Une découverte dont l’influence se fera sentir dans presque toutes les parties de la physique, dans des mesures de la densité des gaz et des vapeurs, de la vitesse du son, de la thermométrie, de la hauteur des montagnes et des réfractions astronomiques, est celle que M. Rudberg, savant physicien allemand, vient d’annoncer dans les annales de Poggendorff.

Pendant plus de trente ans, on a regardé comme exacte la mesure de la dilatation de l’air et des gaz trouvée, presque en même temps, par MM. Gay-Lussac, en France, et Dalton, en Angleterre. Cette dilatation était, pour 100 degrés du thermomètre, de trois cent soixante-quinze millièmes du volume ou de la deux cent soixante-septième partie de ce volume à la température de la glace. Des calculs immenses ont été faits sur cette donnée ; maintenant si M. Rudberg a raison en prétendant que la dilatation n’est que de trois cent soixante-quatre millièmes, tout serait à refaire ; il faut espérer que les physiciens français nous démontreront que M. Rudberg s’est trompé.


Découvertes chimiques. — Les découvertes de la chimie, dans ces derniers temps, nous ont fourni bien plus de mots que de faits ; et quels mots, grand dieu ! La chloronaphtalase ! l’hydrobenzamide ! des mots aussi longs que barbares, et plus propres encore que les odeurs les plus repoussantes de la chimie à écarter les néophytes.

Il y a eu quelques faits pourtant ; l’Académie des sciences, ou du moins son rapporteur, M. Becquerel, a paru croire à la réalité d’un procédé pour la fabrication du rubis. Rien n’est plus simple : on n’a qu’à soumettre à la chaleur excessive d’un chalumeau à gaz oxigène et hydrogène de l’alumine ou même de l’alun, en y ajoutant un peu de chrome pour donner la couleur ; ce qu’on obtient ainsi a, dit-on, la composition chimique et la dureté du rubis ; quant à l’éclat de ce rubis de fraîche date, on n’en parle point ; cela rappelle les essais tentés en 1828, avec enthousiasme, pour fabriquer du diamant. Pourquoi non ? le diamant n’est-il pas du charbon pur, du carbone cristallisé ? Il n’y avait qu’à prendre une combinaison contenant du carbone, ce qui n’est point rare du tout, et susceptible d’abandonner à la longue cette substance en cristaux. On arriva bien à obtenir quelque chose, et l’on fit tant de bruit de ce quelque chose, que les joailliers durent trembler pour leur riche industrie ; mais finalement, de tous les chimistes fabricans de diamant, celui qui prétendait être arrivé le plus près du but, a jugé beaucoup plus à propos d’exploiter annuellement la mine des prix Monthyon, pour des procédés de momification, que d’établir une fabrique de carbone cristallisé en concurrence avec les mines du Brésil et de Golconde. Il est vrai de dire aussi que tout le monde n’est pas d’accord sur cette grande simplicité de composition et de fondation du diamant : tout récemment encore un célèbre physicien d’Édimbourg, sir David Brewster, a cru reconnaître, par certaines expériences d’optique, que le diamant est un produit d’origine végétale. Ce serait une sorte de résine primitivement molle comme l’ambre jaune ou succin qui passe à l’état fossile avec les arbres résineux d’où il provient, et qui souvent même, pour preuve de son origine, contient des insectes antédiluviens.

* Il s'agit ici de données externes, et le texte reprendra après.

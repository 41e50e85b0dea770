//! The measure + classify envelope around every business handler.
//!
//! Webhook deliveries are gated by [`WebhookPolicy`], command interactions by
//! the [`RateLimiter`]. Either way the handler runs inside a request context,
//! is timed by the [`MetricsRecorder`], and any failure is classified, logged
//! and (best effort) reported back over the caller's reply channel.

use async_trait::async_trait;
use axum::http::HeaderMap;
use parking_lot::Mutex;
use serde::Serialize;
use std::collections::BTreeMap;
use std::future::Future;
use std::sync::Arc;
use tracing::Instrument;

use super::context::{current_trace_id, generate_trace_id, with_request_context, RequestContext};
use super::error::{classify_with_context, ClassifiedError, Metadata};
use super::metrics::MetricsRecorder;
use super::rate_limit::{DenialReason, RateLimitDecision, RateLimiter};
use super::webhook::{WebhookAuth, WebhookPolicy, WebhookRejection};
use crate::config::Config;

/// A message sent back to whoever issued the call.
#[derive(Debug, Clone, PartialEq, Eq, Serialize)]
pub struct ReplyMessage {
    pub content: String,
    /// Visible only to the caller.
    pub ephemeral: bool,
}

impl ReplyMessage {
    pub fn public(content: impl Into<String>) -> Self {
        Self {
            content: content.into(),
            ephemeral: false,
        }
    }

    pub fn ephemeral(content: impl Into<String>) -> Self {
        Self {
            content: content.into(),
            ephemeral: true,
        }
    }
}

/// The acknowledgment channel of one interaction.
#[async_trait]
pub trait ReplyChannel: Send + Sync {
    /// Whether an initial reply or deferral has already been sent.
    fn is_acknowledged(&self) -> bool;

    async fn send_reply(&self, message: &ReplyMessage) -> anyhow::Result<()>;

    /// Replace the existing acknowledgment.
    async fn edit_reply(&self, message: &ReplyMessage) -> anyhow::Result<()>;
}

/// Reply channel that collects messages in memory, for HTTP command ingress.
#[derive(Debug, Default)]
pub struct BufferedReply {
    messages: Mutex<Vec<ReplyMessage>>,
}

impl BufferedReply {
    pub fn new() -> Self {
        Self::default()
    }

    pub fn messages(&self) -> Vec<ReplyMessage> {
        self.messages.lock().clone()
    }
}

#[async_trait]
impl ReplyChannel for BufferedReply {
    fn is_acknowledged(&self) -> bool {
        !self.messages.lock().is_empty()
    }

    async fn send_reply(&self, message: &ReplyMessage) -> anyhow::Result<()> {
        self.messages.lock().push(message.clone());
        Ok(())
    }

    async fn edit_reply(&self, message: &ReplyMessage) -> anyhow::Result<()> {
        let mut messages = self.messages.lock();
        match messages.last_mut() {
            Some(last) => *last = message.clone(),
            None => anyhow::bail!("no reply to edit"),
        }
        Ok(())
    }
}

/// What the dispatcher needs to know about one handler invocation.
#[derive(Debug, Clone, Default)]
pub struct DispatchRequest {
    pub operation: String,
    /// Reuse this trace id; otherwise the ambient one, otherwise a new one.
    pub trace_id: Option<String>,
    pub metadata: Metadata,
}

impl DispatchRequest {
    pub fn new(operation: impl Into<String>) -> Self {
        Self {
            operation: operation.into(),
            ..Self::default()
        }
    }

    #[must_use]
    pub fn with_trace_id(mut self, trace_id: impl Into<String>) -> Self {
        self.trace_id = Some(trace_id.into());
        self
    }

    #[must_use]
    pub fn with_metadata(mut self, key: impl Into<String>, value: impl Into<String>) -> Self {
        self.metadata.insert(key.into(), value.into());
        self
    }
}

/// A command interaction: who is calling, and what.
#[derive(Debug, Clone, PartialEq)]
pub struct CommandInvocation {
    pub principal_id: String,
    pub command: String,
    pub options: BTreeMap<String, serde_json::Value>,
    pub trace_id: Option<String>,
}

impl CommandInvocation {
    pub fn new(principal_id: impl Into<String>, command: impl Into<String>) -> Self {
        Self {
            principal_id: principal_id.into(),
            command: command.into(),
            options: BTreeMap::new(),
            trace_id: None,
        }
    }

    pub fn option_str(&self, name: &str) -> Option<&str> {
        self.options.get(name).and_then(serde_json::Value::as_str)
    }
}

#[derive(Debug)]
pub enum CommandOutcome {
    Completed,
    RateLimited {
        retry_after_secs: Option<u64>,
        reason: DenialReason,
    },
    Failed(ClassifiedError),
}

/// Transient message shown to a caller who was rate limited.
pub fn rate_limit_message(retry_after_secs: Option<u64>) -> String {
    match retry_after_secs {
        Some(1) => "You're doing that too fast. Try again in 1 second.".to_string(),
        Some(secs) => format!("You're doing that too fast. Try again in {secs} seconds."),
        None => "You're doing that too fast. Please slow down.".to_string(),
    }
}

#[derive(Debug)]
pub struct GatewayDispatcher {
    rate_limiter: Arc<RateLimiter>,
    metrics: Arc<MetricsRecorder>,
    webhook_policy: WebhookPolicy,
}

impl GatewayDispatcher {
    pub fn new(
        rate_limiter: Arc<RateLimiter>,
        metrics: Arc<MetricsRecorder>,
        webhook_policy: WebhookPolicy,
    ) -> Self {
        Self {
            rate_limiter,
            metrics,
            webhook_policy,
        }
    }

    pub fn from_config(config: &Config) -> Self {
        Self::new(
            Arc::new(RateLimiter::from_config(&config.rate_limit)),
            Arc::new(MetricsRecorder::from_config(&config.metrics)),
            WebhookPolicy::from_config(&config.webhook),
        )
    }

    pub fn rate_limiter(&self) -> &Arc<RateLimiter> {
        &self.rate_limiter
    }

    pub fn metrics(&self) -> &Arc<MetricsRecorder> {
        &self.metrics
    }

    pub fn webhook_policy(&self) -> &WebhookPolicy {
        &self.webhook_policy
    }

    /// Signature gate for webhook ingress. Runs before any handler.
    pub fn verify_webhook(
        &self,
        headers: &HeaderMap,
        body: &[u8],
    ) -> Result<WebhookAuth, WebhookRejection> {
        self.webhook_policy.evaluate(headers, body)
    }

    /// Run `handler` inside a request context and the measure + classify
    /// envelope.
    ///
    /// On failure the error is classified, logged with the trace id, and its
    /// sanitized message is delivered over `reply` if one is given. Delivery
    /// problems are logged and dropped.
    pub async fn dispatch<F, T>(
        &self,
        request: DispatchRequest,
        reply: Option<&dyn ReplyChannel>,
        handler: F,
    ) -> Result<T, ClassifiedError>
    where
        F: Future<Output = anyhow::Result<T>>,
    {
        let trace_id = request
            .trace_id
            .clone()
            .or_else(current_trace_id)
            .unwrap_or_else(generate_trace_id);

        let span = tracing::info_span!(
            "dispatch",
            trace_id = %trace_id,
            operation = %request.operation,
        );

        with_request_context(RequestContext::new(trace_id), async move {
            match self
                .metrics
                .measure(&request.operation, request.metadata.clone(), handler)
                .await
            {
                Ok(value) => Ok(value),
                Err(error) => {
                    let classified = self.surface_failure(&request, error, reply).await;
                    Err(classified)
                }
            }
        })
        .instrument(span)
        .await
    }

    /// Rate-limit gate plus [`dispatch`](Self::dispatch) for one command.
    ///
    /// A denied call never reaches `handler`; the caller gets a transient
    /// message with the retry delay instead.
    pub async fn dispatch_command<F>(
        &self,
        invocation: &CommandInvocation,
        reply: &dyn ReplyChannel,
        handler: F,
    ) -> CommandOutcome
    where
        F: Future<Output = anyhow::Result<()>>,
    {
        let trace_id = invocation
            .trace_id
            .clone()
            .or_else(current_trace_id)
            .unwrap_or_else(generate_trace_id);
        let span = tracing::info_span!(
            "command",
            trace_id = %trace_id,
            principal = %invocation.principal_id,
            command = %invocation.command,
        );

        with_request_context(RequestContext::new(trace_id), async {
            let decision = self
                .rate_limiter
                .check(&invocation.principal_id, &invocation.command);

            if let RateLimitDecision::Denied {
                retry_after_secs,
                reason,
            } = decision
            {
                tracing::info!(
                    principal = %invocation.principal_id,
                    command = %invocation.command,
                    retry_after_secs,
                    reason = reason.as_str(),
                    "command rate limited"
                );
                let message = ReplyMessage::ephemeral(rate_limit_message(Some(retry_after_secs)));
                deliver(reply, &message).await;
                return CommandOutcome::RateLimited {
                    retry_after_secs: Some(retry_after_secs),
                    reason,
                };
            }

            let request = DispatchRequest::new(format!("command.{}", invocation.command))
                .with_metadata("principal_id", invocation.principal_id.clone())
                .with_metadata("command", invocation.command.clone());

            match self.dispatch(request, Some(reply), handler).await {
                Ok(()) => CommandOutcome::Completed,
                Err(classified) => CommandOutcome::Failed(classified),
            }
        })
        .instrument(span)
        .await
    }

    async fn surface_failure(
        &self,
        request: &DispatchRequest,
        error: anyhow::Error,
        reply: Option<&dyn ReplyChannel>,
    ) -> ClassifiedError {
        let mut context = request.metadata.clone();
        context.insert("operation".into(), request.operation.clone());
        let classified = classify_with_context(error, &context);

        tracing::error!(
            trace_id = classified.trace_id().unwrap_or_default(),
            operation = %request.operation,
            kind = %classified.kind(),
            severity = %classified.severity(),
            metadata = ?request.metadata,
            error = %format!("{:#}", classified.cause()),
            "handler failed"
        );

        if let Some(reply) = reply {
            deliver(reply, &ReplyMessage::ephemeral(classified.user_message())).await;
        }
        classified
    }
}

/// Edit the existing acknowledgment if there is one, otherwise send fresh.
/// Failures are logged and swallowed.
async fn deliver(reply: &dyn ReplyChannel, message: &ReplyMessage) {
    let result = if reply.is_acknowledged() {
        reply.edit_reply(message).await
    } else {
        reply.send_reply(message).await
    };
    if let Err(e) = result {
        tracing::warn!(error = %format!("{e:#}"), "failed to deliver reply");
    }
}
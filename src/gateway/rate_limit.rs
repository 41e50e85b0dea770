//! Per-principal command rate limiting with per-operation cooldown.
//!
//! Each principal owns one [`RateLimitEntry`] shared by all of its
//! operations: a fixed counting window that resets wholesale on expiry, plus
//! the name and time of the most recent operation for cooldown tracking.
//! The whole check-and-update for a principal runs under one lock with no
//! await point inside, so two concurrent checks can never both spend the
//! last slot of a window.
//!
//! Memory is bounded by `max_principals`. When the table is full and a new
//! principal arrives, closed windows are dropped first; if that frees
//! nothing, the least recently active principal is evicted even though its
//! window is still open. Its next request starts a fresh window, so under
//! sustained cardinality pressure the per-window limit is best-effort.

use parking_lot::Mutex;
use std::collections::HashMap;
use std::sync::{Arc, Weak};
use std::time::{Duration, Instant};
use tokio::task::JoinHandle;

use crate::config::RateLimitConfig;

/// Fallback max distinct principals tracked when the config says 0.
pub const MAX_PRINCIPALS_DEFAULT: usize = 10_000;

#[derive(Debug, Clone, PartialEq, Eq)]
pub struct RateLimitEntry {
    pub window_count: u32,
    pub window_reset_at: Instant,
    pub last_operation: String,
    pub last_operation_at: Instant,
}

impl RateLimitEntry {
    fn fresh(operation: &str, now: Instant, window: Duration) -> Self {
        Self {
            window_count: 1,
            window_reset_at: now + window,
            last_operation: operation.to_owned(),
            last_operation_at: now,
        }
    }

    fn is_expired(&self, now: Instant) -> bool {
        now >= self.window_reset_at
    }
}

/// Why a check was denied.
#[derive(Debug, Clone, Copy, PartialEq, Eq)]
pub enum DenialReason {
    /// Same operation repeated inside the cooldown.
    Cooldown,
    /// Window budget exhausted.
    WindowExhausted,
}

impl DenialReason {
    pub fn as_str(self) -> &'static str {
        match self {
            Self::Cooldown => "cooldown",
            Self::WindowExhausted => "window_exhausted",
        }
    }
}

#[derive(Debug, Clone, Copy, PartialEq, Eq)]
pub enum RateLimitDecision {
    Allowed,
    Denied {
        retry_after_secs: u64,
        reason: DenialReason,
    },
}

impl RateLimitDecision {
    pub fn is_allowed(&self) -> bool {
        matches!(self, Self::Allowed)
    }

    pub fn retry_after_secs(&self) -> Option<u64> {
        match self {
            Self::Allowed => None,
            Self::Denied {
                retry_after_secs, ..
            } => Some(*retry_after_secs),
        }
    }
}

#[derive(Debug)]
pub struct RateLimiter {
    max_per_window: u32,
    window: Duration,
    cooldown: Duration,
    max_principals: usize,
    entries: Mutex<HashMap<String, RateLimitEntry>>,
}

impl RateLimiter {
    pub fn new(
        max_per_window: u32,
        window: Duration,
        cooldown: Duration,
        max_principals: usize,
    ) -> Self {
        Self {
            max_per_window,
            window,
            cooldown,
            max_principals: max_principals.max(1),
            entries: Mutex::new(HashMap::new()),
        }
    }

    pub fn from_config(config: &RateLimitConfig) -> Self {
        Self::new(
            config.max_per_window,
            Duration::from_millis(config.window_ms),
            Duration::from_millis(config.cooldown_ms),
            normalize_max_principals(config.max_principals),
        )
    }

    /// Decide whether `principal` may run `operation` now, recording the
    /// attempt when it is allowed.
    pub fn check(&self, principal: &str, operation: &str) -> RateLimitDecision {
        self.check_at(principal, operation, Instant::now())
    }

    pub(crate) fn check_at(
        &self,
        principal: &str,
        operation: &str,
        now: Instant,
    ) -> RateLimitDecision {
        if self.max_per_window == 0 {
            return RateLimitDecision::Allowed;
        }

        let mut entries = self.entries.lock();

        if let Some(entry) = entries.get_mut(principal) {
            if !entry.is_expired(now) {
                if entry.last_operation == operation {
                    let elapsed = now.saturating_duration_since(entry.last_operation_at);
                    if elapsed < self.cooldown {
                        return RateLimitDecision::Denied {
                            retry_after_secs: ceil_secs(self.cooldown - elapsed),
                            reason: DenialReason::Cooldown,
                        };
                    }
                }

                if entry.window_count >= self.max_per_window {
                    return RateLimitDecision::Denied {
                        retry_after_secs: ceil_secs(
                            entry.window_reset_at.saturating_duration_since(now),
                        ),
                        reason: DenialReason::WindowExhausted,
                    };
                }

                entry.window_count += 1;
                operation.clone_into(&mut entry.last_operation);
                entry.last_operation_at = now;
                return RateLimitDecision::Allowed;
            }

            *entry = RateLimitEntry::fresh(operation, now, self.window);
            return RateLimitDecision::Allowed;
        }

        if entries.len() >= self.max_principals {
            // Opportunistic stale cleanup before eviction under cardinality pressure.
            entries.retain(|_, entry| !entry.is_expired(now));

            if entries.len() >= self.max_principals {
                let evict_key = entries
                    .iter()
                    .min_by_key(|(_, entry)| entry.last_operation_at)
                    .map(|(k, _)| k.clone());
                if let Some((evicted, entry)) = evict_key.and_then(|k| entries.remove_entry(&k)) {
                    tracing::warn!(
                        principal = %evicted,
                        window_count = entry.window_count,
                        max_principals = self.max_principals,
                        "rate limiter full; evicted principal with an open window"
                    );
                }
            }
        }

        entries.insert(
            principal.to_owned(),
            RateLimitEntry::fresh(operation, now, self.window),
        );
        RateLimitDecision::Allowed
    }

    /// Drop every entry whose window has closed. Returns how many were removed.
    pub fn sweep(&self) -> usize {
        self.sweep_at(Instant::now())
    }

    pub(crate) fn sweep_at(&self, now: Instant) -> usize {
        let mut entries = self.entries.lock();
        let before = entries.len();
        entries.retain(|_, entry| !entry.is_expired(now));
        before - entries.len()
    }

    pub fn tracked_principals(&self) -> usize {
        self.entries.lock().len()
    }

    pub fn entry(&self, principal: &str) -> Option<RateLimitEntry> {
        self.entries.lock().get(principal).cloned()
    }

    /// Run [`sweep`](Self::sweep) every `every` on the tokio runtime.
    ///
    /// The task holds only a weak reference and exits once the limiter is
    /// dropped.
    pub fn spawn_sweeper(self: &Arc<Self>, every: Duration) -> JoinHandle<()> {
        let limiter: Weak<Self> = Arc::downgrade(self);
        tokio::spawn(async move {
            let mut interval = tokio::time::interval(every.max(Duration::from_millis(1)));
            interval.set_missed_tick_behavior(tokio::time::MissedTickBehavior::Delay);
            // First tick completes immediately.
            interval.tick().await;
            loop {
                interval.tick().await;
                let Some(limiter) = limiter.upgrade() else {
                    break;
                };
                let removed = limiter.sweep();
                if removed > 0 {
                    tracing::debug!(
                        removed,
                        remaining = limiter.tracked_principals(),
                        "rate limiter sweep"
                    );
                }
            }
        })
    }
}

fn ceil_secs(remaining: Duration) -> u64 {
    let secs = remaining.as_millis().div_ceil(1000);
    u64::try_from(secs).unwrap_or(u64::MAX).max(1)
}

pub(crate) fn normalize_max_principals(configured: usize) -> usize {
    if configured == 0 {
        MAX_PRINCIPALS_DEFAULT
    } else {
        configured
    }
}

Un autre fait qui, sous certains rapports, n’aurait pas moins d’importance, c’est la fabrication artificielle, nouvellement annoncée, du principe auquel les meilleurs vins vieux doivent leur bouquet, et qu’on a nommé l’éther œnanthique, ce qui veut dire en grec fleur ou bouquet du vin. Déjà depuis quelques années on était parvenu à isoler ce principe, mais ce sera bien mieux encore, s’il est vrai qu’on puisse le fabriquer de toutes pièces Quelle bonne fortune pour les marchands de vin comme celui qui, accusé d’un délit malheureusement bien connu autrefois, d’avoir débité dans Paris du vin fabriqué seulement avec du trois-six, du sucre et de la teinture, soutenait devant le tribunal la pureté de son vin ! Le célèbre Vauquelin avait été chargé de démontrer la fraude par l’analyse chimique : « Ce ne peut être, disait-il, du vin véritable, parce qu’il ne contient pas de tartre. — Bon, reprit aussitôt le marchand de vin, j’en mettrai désormais. »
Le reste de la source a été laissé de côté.